岩佐歩夢、スーパーフォーミュラ初優勝もココがはじまり……目標のチャンピオンへ「あとは全力プッシュしていくだけ」

 スポーツランドSUGOで行なわれたスーパーフォーミュラ第8戦東北大会で、TEAM MUGENの岩佐歩夢がついにシリーズ初優勝を遂げた。遂に辿り着いた表彰台の頂点だが、この勝利から「本番の戦いが始まる」と気を引き締めた。

 昨年からスーパーフォーミュラへの参戦をスタートさせた岩佐。前戦富士までに2年間で16戦を戦い、8回の表彰台登壇を果たしているものの、優勝には届いていなかった。優勝まであと一歩に迫ったこともあったが、ほんの僅かに足りなかったり、トラブルに見舞われたりと、ことごとく退けられた。

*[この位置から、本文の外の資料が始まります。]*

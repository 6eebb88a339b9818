//! Language detection and symbol/edge extraction
//!
//! Rust gets a semantic tree-sitter parser; every other recognized language
//! goes through a textual parser with per-language heuristics. Parsers never
//! propagate errors into the pipeline: a failed parse yields an outcome with
//! `success = false` and the remaining files proceed.

pub mod textual;
pub mod tree_sitter;

use crate::types::{Language, ParsedEdge, ParsedSymbol};

/// Result of parsing one file
#[derive(Debug, Clone, Default)]
pub struct ParseOutcome {
    pub symbols: Vec<ParsedSymbol>,
    pub edges: Vec<ParsedEdge>,
    pub success: bool,
    pub error_message: Option<String>,
}

impl ParseOutcome {
    pub fn failure(message: impl Into<String>) -> Self {
        Self {
            symbols: Vec::new(),
            edges: Vec::new(),
            success: false,
            error_message: Some(message.into()),
        }
    }
}

/// Built-in and primitive type names that never become TypeOf/Returns edge
/// targets. Covers the primary language's primitives plus the spellings the
/// textual parsers encounter.
const PRIMITIVE_TYPES: &[&str] = &[
    // Rust
    "i8", "i16", "i32", "i64", "i128", "isize", "u8", "u16", "u32", "u64", "u128", "usize", "f32",
    "f64", "bool", "char", "str", "String", "()", "Self", "self",
    // Common spellings in other languages
    "int", "long", "short", "byte", "float", "double", "decimal", "string", "boolean", "void",
    "object", "any", "number", "null", "nil", "None",
];

/// Whether a type name is a built-in excluded from type edges
pub fn is_primitive_type(name: &str) -> bool {
    let bare = name
        .trim_start_matches('&')
        .trim_start_matches("mut ")
        .trim();
    PRIMITIVE_TYPES.contains(&bare)
}

/// Parse one file's content into symbols and edges.
///
/// Dispatches on the detected language; unknown languages produce an empty
/// successful outcome so the file still contributes a whole-file chunk.
pub fn parse_file(path: &str, content: &str, language: Language) -> ParseOutcome {
    match language {
        Language::Rust => tree_sitter::parse_rust(path, content),
        Language::Unknown => ParseOutcome {
            success: true,
            ..Default::default()
        },
        other => textual::parse_textual(path, content, other),
    }
}

#[cfg(test)]
mod tests {
    use super::*;

    #[test]
    fn primitives_are_recognized() {
        assert!(is_primitive_type("u32"));
        assert!(is_primitive_type("&str"));
        assert!(is_primitive_type("bool"));
        assert!(is_primitive_type("void"));
        assert!(!is_primitive_type("UserService"));
        assert!(!is_primitive_type("HashMap"));
    }

    #[test]
    fn unknown_language_is_an_empty_success() {
        let outcome = parse_file("notes.txt", "plain text", Language::Unknown);
        assert!(outcome.success);
        assert!(outcome.symbols.is_empty());
    }
}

 しかし今回のSUGO戦では予選から圧倒的な速さを見せ、後続に0.25秒の差をつけてポールポジションを獲得。雨が降り、コンディションがガラリと変わった決勝レースでも速さを見せ、VANTELIN TEAM TOM’Sのサッシャ・フェネストラズの追撃を抑え切ってトップチェッカー。ついに1勝目を挙げた。

 これで岩佐の今季の獲得ポイントは90。ランキング首位の坪井翔(VANTELIN TEAM TOM’S)に5ポイント差にまで迫った。

「やっと優勝できて、嬉しいのひとことですね」

 レース後、岩佐はそう語った。

「嬉しいですが、逆にここまで時間がかかってしまって本当に申し訳ないという気持ちでいっぱいです。ここまで優勝できなかった期間でも、応援してくださったファンの方々だったり、スポンサーの方々、チームの面々……本当に皆さんに感謝したいです」

 ただ岩佐は、これで安堵するわけではない。狙うはタイトル。残り4戦が非常に重要だ。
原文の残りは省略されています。